What This Error Means
npm rejected the version because the semver string is invalid or malformed in package metadata, tags, or your command.
Read this as a precise clue about which part of the workflow broke first. Once you know the failing layer, the fix path gets much shorter.
How to Fix It
The fastest fixes here come from checking the immediate failing layer before you change anything unrelated. Make one correction at a time and re-test from the same environment.
Inspect the version value that triggered the error first (often the project version field or a dependency range).
Keep package versions in x.y.z semver form unless you intentionally need prerelease or build metadata.
If the error came from a dependency entry, correct the range in package.json (for example ^1.2.3 instead of an invalid string).
Print the current project version with npm pkg get version and fix it before retrying publish, install, or version commands.

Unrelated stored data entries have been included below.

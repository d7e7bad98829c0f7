/// Generate a new opaque record id (UUIDv4, no dashes).
pub fn new_id() -> String {
    uuid::Uuid::new_v4().simple().to_string()
}

#[cfg(test)]
mod tests {
    use super::*;

    #[test]
    fn ids_are_32_hex_chars() {
        let id = new_id();
        assert_eq!(id.len(), 32);
        assert!(id.chars().all(|c| c.is_ascii_hexdigit()));
    }

    #[test]
    fn ids_are_unique() {
        assert_ne!(new_id(), new_id());
    }
}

Retry the original command after correcting the invalid version or range.
Why It Happens
Usually this comes down to the version field in package.json is not valid semver, a dependency range in dependencies, devDependencies, or peerDependencies is malformed, or the command passed a version-like value with stray characters, missing parts, or invalid prerelease or build syntax.
Verify the Fix
Run node -p "require('./package.json').version" and confirm it returns the corrected version.
Run npm pkg get version and confirm the value is valid semver.

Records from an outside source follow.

use std::collections::HashMap;
use std::marker::PhantomData;
use std::sync::Arc;

use locallib_core::{new_id, ServiceError};
use locallib_kv::{KVError, KVStore};
use serde::{de::DeserializeOwned, Serialize};
use tracing::debug;

/// Implemented by every stored record type.
pub trait Document: Serialize + DeserializeOwned + Clone + Send + Sync + 'static {
    /// KV key prefix: "{module}:{collection}:".
    fn kv_prefix() -> &'static str;

    /// The record's id, or an empty string if it has not been saved yet.
    fn key_value(&self) -> String;

    /// Overwrite the record's id.
    fn assign_key(&mut self, id: &str);

    /// Schema check run before every write. Required fields, length limits
    /// and enum values belong here.
    fn check(&self) -> Result<(), ServiceError> {
        Ok(())
    }

    /// Called before inserting a new record. Assigns a fresh id by default.
    fn before_create(&mut self) {
        if self.key_value().is_empty() {
            self.assign_key(&new_id());
        }
    }
}

/// CRUD operations for one document type. Cheap to clone.
pub struct Collection<T: Document> {
    kv: Arc<dyn KVStore>,
    _phantom: PhantomData<T>,
}

impl<T: Document> Clone for Collection<T> {
    fn clone(&self) -> Self {
        Self {
            kv: Arc::clone(&self.kv),
            _phantom: PhantomData,
        }
    }
}

impl<T: Document> Collection<T> {
    pub fn new(kv: Arc<dyn KVStore>) -> Self {
        Self {
            kv,
            _phantom: PhantomData,
        }
    }

    fn make_key(id: &str) -> String {
        format!("{}{}", T::kv_prefix(), id)
    }

    fn kv_err(e: KVError) -> ServiceError {
        ServiceError::Storage(e.to_string())
    }

    fn decode(bytes: &[u8]) -> Result<T, ServiceError> {
        serde_json::from_slice(bytes)
            .map_err(|e| ServiceError::Internal(format!("deserialize: {}", e)))
    }

    fn write(&self, record: &T) -> Result<(), ServiceError> {
        let bytes = serde_json::to_vec(record)
            .map_err(|e| ServiceError::Internal(format!("serialize: {}", e)))?;
        self.kv
            .set(&Self::make_key(&record.key_value()), &bytes)
            .map_err(Self::kv_err)
    }

    /// All records in key order.
    pub fn find_all(&self) -> Result<Vec<T>, ServiceError> {
        let entries = self.kv.scan(T::kv_prefix()).map_err(Self::kv_err)?;
        entries.iter().map(|(_, bytes)| Self::decode(bytes)).collect()
    }

    /// A record by id. Returns None if not found.
    pub fn find_by_id(&self, id: &str) -> Result<Option<T>, ServiceError> {
        match self.kv.get(&Self::make_key(id)).map_err(Self::kv_err)? {
            Some(bytes) => Ok(Some(Self::decode(&bytes)?)),
            None => Ok(None),
        }
    }

    pub fn count(&self) -> Result<usize, ServiceError> {
        Ok(self.kv.scan(T::kv_prefix()).map_err(Self::kv_err)?.len())
    }

    /// Insert a new record. Runs `before_create` and `check`, rejects an
    /// id that is already taken.
    pub fn create(&self, mut record: T) -> Result<T, ServiceError> {
        record.before_create();
        record.check()?;

        let id = record.key_value();
        if self.kv.get(&Self::make_key(&id)).map_err(Self::kv_err)?.is_some() {
            return Err(ServiceError::Conflict(format!(
                "{}{} already exists",
                T::kv_prefix(),
                id
            )));
        }

        self.write(&record)?;
        debug!("created {}{}", T::kv_prefix(), id);
        Ok(record)
    }

    /// Replace the record stored under `id`. The written record always
    /// carries `id`, whatever id the caller put in it. Returns None, and
    /// writes nothing, if no record exists under `id`.
    pub fn update_by_id(&self, id: &str, mut record: T) -> Result<Option<T>, ServiceError> {
        if self.find_by_id(id)?.is_none() {
            return Ok(None);
        }
        record.assign_key(id);
        record.check()?;
        self.write(&record)?;
        debug!("updated {}{}", T::kv_prefix(), id);
        Ok(Some(record))
    }

    /// Delete the record under `id`, if any, and return it.
    pub fn delete_by_id(&self, id: &str) -> Result<Option<T>, ServiceError> {
        let existing = self.find_by_id(id)?;
        if existing.is_some() {
            self.kv.delete(&Self::make_key(id)).map_err(Self::kv_err)?;
            debug!("deleted {}{}", T::kv_prefix(), id);
        }
        Ok(existing)
    }

    /// Resolve a set of reference ids into their records. Ids with no
    /// matching record are absent from the result.
    pub fn populate<'a, I>(&self, ids: I) -> Result<HashMap<String, T>, ServiceError>
    where
        I: IntoIterator<Item = &'a str>,
    {
        let mut resolved = HashMap::new();
        for id in ids {
            if resolved.contains_key(id) {
                continue;
            }
            if let Some(record) = self.find_by_id(id)? {
                resolved.insert(id.to_string(), record);
            }
        }
        Ok(resolved)
    }
}

#[cfg(test)]
mod tests {
    use super::*;
    use locallib_kv::{MemoryStore, RedbStore};
    use serde::{Deserialize, Serialize};

    #[derive(Debug, Clone, Serialize, Deserialize, PartialEq)]
    struct Shelf {
        #[serde(default)]
        id: String,
        label: String,
    }

    impl Document for Shelf {
        fn kv_prefix() -> &'static str {
            "test:shelf:"
        }

        fn key_value(&self) -> String {
            self.id.clone()
        }

        fn assign_key(&mut self, id: &str) {
            self.id = id.to_string();
        }

        fn check(&self) -> Result<(), ServiceError> {
            if self.label.is_empty() {
                return Err(ServiceError::Validation("label is required".into()));
            }
            Ok(())
        }
    }

    fn shelf(label: &str) -> Shelf {
        Shelf { id: String::new(), label: label.into() }
    }

    fn memory_collection() -> (Collection<Shelf>, Arc<MemoryStore>) {
        let mem = Arc::new(MemoryStore::new());
        let kv: Arc<dyn KVStore> = mem.clone();
        (Collection::new(kv), mem)
    }

    #[test]
    fn crud_lifecycle_on_redb() {
        let dir = tempfile::tempdir().unwrap();
        let kv: Arc<dyn KVStore> =
            Arc::new(RedbStore::open(&dir.path().join("test.redb")).unwrap());
        let shelves = Collection::<Shelf>::new(kv);

        let created = shelves.create(shelf("Fiction")).unwrap();
        assert_eq!(created.id.len(), 32);

        let fetched = shelves.find_by_id(&created.id).unwrap().unwrap();
        assert_eq!(fetched, created);
        assert_eq!(shelves.find_all().unwrap().len(), 1);

        let updated = shelves
            .update_by_id(&created.id, shelf("Non-fiction"))
            .unwrap()
            .unwrap();
        assert_eq!(updated.id, created.id);
        assert_eq!(shelves.find_by_id(&created.id).unwrap().unwrap().label, "Non-fiction");

        let deleted = shelves.delete_by_id(&created.id).unwrap();
        assert_eq!(deleted.map(|s| s.label), Some("Non-fiction".into()));
        assert!(shelves.find_by_id(&created.id).unwrap().is_none());
    }

    #[test]
    fn create_keeps_explicit_id_and_rejects_duplicates() {
        let (shelves, _) = memory_collection();
        let mut s = shelf("A");
        s.id = "fixed".into();
        shelves.create(s.clone()).unwrap();

        let err = shelves.create(s).unwrap_err();
        assert!(matches!(err, ServiceError::Conflict(_)));
    }

    #[test]
    fn schema_check_blocks_writes() {
        let (shelves, mem) = memory_collection();
        let err = shelves.create(shelf("")).unwrap_err();
        assert!(matches!(err, ServiceError::Validation(_)));
        assert!(mem.is_empty());
    }

    #[test]
    fn update_missing_returns_none_and_writes_nothing() {
        let (shelves, mem) = memory_collection();
        assert!(shelves.update_by_id("ghost", shelf("X")).unwrap().is_none());
        assert!(mem.is_empty());
    }

    #[test]
    fn delete_missing_is_not_an_error() {
        let (shelves, _) = memory_collection();
        assert!(shelves.delete_by_id("ghost").unwrap().is_none());
    }

    #[test]
    fn populate_skips_dangling_ids() {
        let (shelves, _) = memory_collection();
        let a = shelves.create(shelf("A")).unwrap();
        let b = shelves.create(shelf("B")).unwrap();

        let map = shelves
            .populate([a.id.as_str(), b.id.as_str(), a.id.as_str(), "gone"])
            .unwrap();
        assert_eq!(map.len(), 2);
        assert_eq!(map[&a.id].label, "A");
        assert!(!map.contains_key("gone"));
    }

    #[test]
    fn backend_failure_maps_to_storage_error() {
        let (shelves, mem) = memory_collection();
        mem.set_fail_writes(true);
        let err = shelves.create(shelf("A")).unwrap_err();
        assert!(matches!(err, ServiceError::Storage(_)));

        mem.set_fail_writes(false);
        mem.set_fail_reads(true);
        assert!(matches!(shelves.find_all().unwrap_err(), ServiceError::Storage(_)));
    }

    #[test]
    fn count_tracks_records() {
        let (shelves, _) = memory_collection();
        assert_eq!(shelves.count().unwrap(), 0);
        let a = shelves.create(shelf("A")).unwrap();
        shelves.create(shelf("B")).unwrap();
        assert_eq!(shelves.count().unwrap(), 2);
        shelves.delete_by_id(&a.id).unwrap();
        assert_eq!(shelves.count().unwrap(), 1);
    }
}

Repeat the original npm command and confirm EINVALIDVERSION no longer appears.
Check the exact command and local inputs
Inspect package.json and find the version or dependency range you changed most recently.
If the error happened during install, check the relevant dependency entry rather than only the root version field.

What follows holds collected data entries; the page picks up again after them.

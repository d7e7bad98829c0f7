use chrono::NaiveDate;
use serde::{Deserialize, Serialize};
use serde_json::{json, Value};

use locallib_core::ServiceError;
use locallib_store::Document;

use super::require_text;
use crate::format::{date_html, date_med};

/// An author. Only the fields below are stored; name, lifespan, url and
/// the formatted dates are computed each time they are read.
#[derive(Debug, Clone, Default, Serialize, Deserialize, PartialEq)]
pub struct Author {
    #[serde(default)]
    pub id: String,
    pub first_name: String,
    pub family_name: String,
    #[serde(default, skip_serializing_if = "Option::is_none")]
    pub date_of_birth: Option<NaiveDate>,
    #[serde(default, skip_serializing_if = "Option::is_none")]
    pub date_of_death: Option<NaiveDate>,
}

impl Author {
    /// "Family, First", or empty unless both parts are present.
    pub fn name(&self) -> String {
        if self.first_name.is_empty() || self.family_name.is_empty() {
            return String::new();
        }
        format!("{}, {}", self.family_name, self.first_name)
    }

    pub fn url(&self) -> String {
        format!("/catalog/author/{}", self.id)
    }

    pub fn date_of_birth_formatted(&self) -> String {
        date_med(self.date_of_birth)
    }

    pub fn date_of_death_formatted(&self) -> String {
        date_med(self.date_of_death)
    }

    pub fn date_of_birth_formatted_html(&self) -> String {
        date_html(self.date_of_birth)
    }

    pub fn date_of_death_formatted_html(&self) -> String {
        date_html(self.date_of_death)
    }

    /// Both formatted dates joined by " - ". The separator is kept even
    /// when one or both dates are missing.
    pub fn lifespan(&self) -> String {
        format!(
            "{} - {}",
            self.date_of_birth_formatted(),
            self.date_of_death_formatted()
        )
    }

    pub fn view(&self) -> Value {
        json!({
            "id": self.id,
            "first_name": self.first_name,
            "family_name": self.family_name,
            "date_of_birth": self.date_of_birth,
            "date_of_death": self.date_of_death,
            "name": self.name(),
            "lifespan": self.lifespan(),
            "url": self.url(),
            "date_of_birth_formatted": self.date_of_birth_formatted(),
            "date_of_death_formatted": self.date_of_death_formatted(),
            "date_of_birth_formatted_html": self.date_of_birth_formatted_html(),
            "date_of_death_formatted_html": self.date_of_death_formatted_html(),
        })
    }
}

impl Document for Author {
    fn kv_prefix() -> &'static str {
        "catalog:author:"
    }

    fn key_value(&self) -> String {
        self.id.clone()
    }

    fn assign_key(&mut self, id: &str) {
        self.id = id.to_string();
    }

    fn check(&self) -> Result<(), ServiceError> {
        require_text("Author", "first_name", &self.first_name, Some(100))?;
        require_text("Author", "family_name", &self.family_name, Some(100))
    }
}

#[cfg(test)]
mod tests {
    use super::*;

    fn austen() -> Author {
        Author {
            id: "a1".into(),
            first_name: "Jane".into(),
            family_name: "Austen".into(),
            date_of_birth: NaiveDate::from_ymd_opt(1775, 12, 16),
            date_of_death: NaiveDate::from_ymd_opt(1817, 7, 18),
        }
    }

    #[test]
    fn full_name_needs_both_parts() {
        let mut a = austen();
        assert_eq!(a.name(), "Austen, Jane");
        a.first_name.clear();
        assert_eq!(a.name(), "");
        a.first_name = "Jane".into();
        a.family_name.clear();
        assert_eq!(a.name(), "");
    }

    #[test]
    fn lifespan_with_both_dates() {
        assert_eq!(austen().lifespan(), "Dec 16, 1775 - Jul 18, 1817");
    }

    #[test]
    fn lifespan_keeps_separator_when_dates_missing() {
        let mut a = austen();
        a.date_of_death = None;
        assert_eq!(a.lifespan(), "Dec 16, 1775 - ");
        a.date_of_birth = None;
        assert_eq!(a.lifespan(), " - ");
    }

    #[test]
    fn html_dates() {
        let mut a = austen();
        a.date_of_birth = NaiveDate::from_ymd_opt(2024, 1, 15);
        assert_eq!(a.date_of_birth_formatted_html(), "2024-01-15");
        a.date_of_death = None;
        assert_eq!(a.date_of_death_formatted_html(), "");
    }

    #[test]
    fn derived_fields_follow_stored_fields() {
        let mut a = austen();
        let before = a.view();
        a.family_name = "Brontë".into();
        a.date_of_birth = NaiveDate::from_ymd_opt(1816, 4, 21);
        let after = a.view();
        assert_eq!(before["name"], "Austen, Jane");
        assert_eq!(after["name"], "Brontë, Jane");
        assert_eq!(after["date_of_birth_formatted"], "Apr 21, 1816");
        assert_eq!(after["url"], "/catalog/author/a1");
    }

    #[test]
    fn derived_fields_are_not_stored() {
        let stored = serde_json::to_value(austen()).unwrap();
        assert!(stored.get("name").is_none());
        assert!(stored.get("lifespan").is_none());
        assert_eq!(stored["date_of_birth"], "1775-12-16");
    }

    #[test]
    fn schema_requires_bounded_names() {
        let mut a = austen();
        assert!(a.check().is_ok());
        a.first_name = "x".repeat(101);
        assert!(a.check().is_err());
        a.first_name = String::new();
        assert!(a.check().is_err());
    }
}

Remove stray spaces, extra dots, or invalid prerelease fragments before retrying.
Examples
Invalid version: 1.0 # missing patch component
Invalid range: ^^1.2.3
Valid version: 1.0.0
Valid prerelease: 2.0.0-beta.1 How npm validates the command before it runs
npm parses versions and ranges locally before it can resolve packages from the registry. When semver parsing fails, npm stops immediately because it cannot decide what to install or publish. That means EINVALIDVERSION is usually caused by local metadata, not by missing packages in the registry.
Prevent It From Coming Back
To prevent this, use npm version to update published package versions instead of editing the field by hand, review dependency range edits carefully, especially in release branches and CI automation, and validate package metadata with npm pack --dry-run before publishing.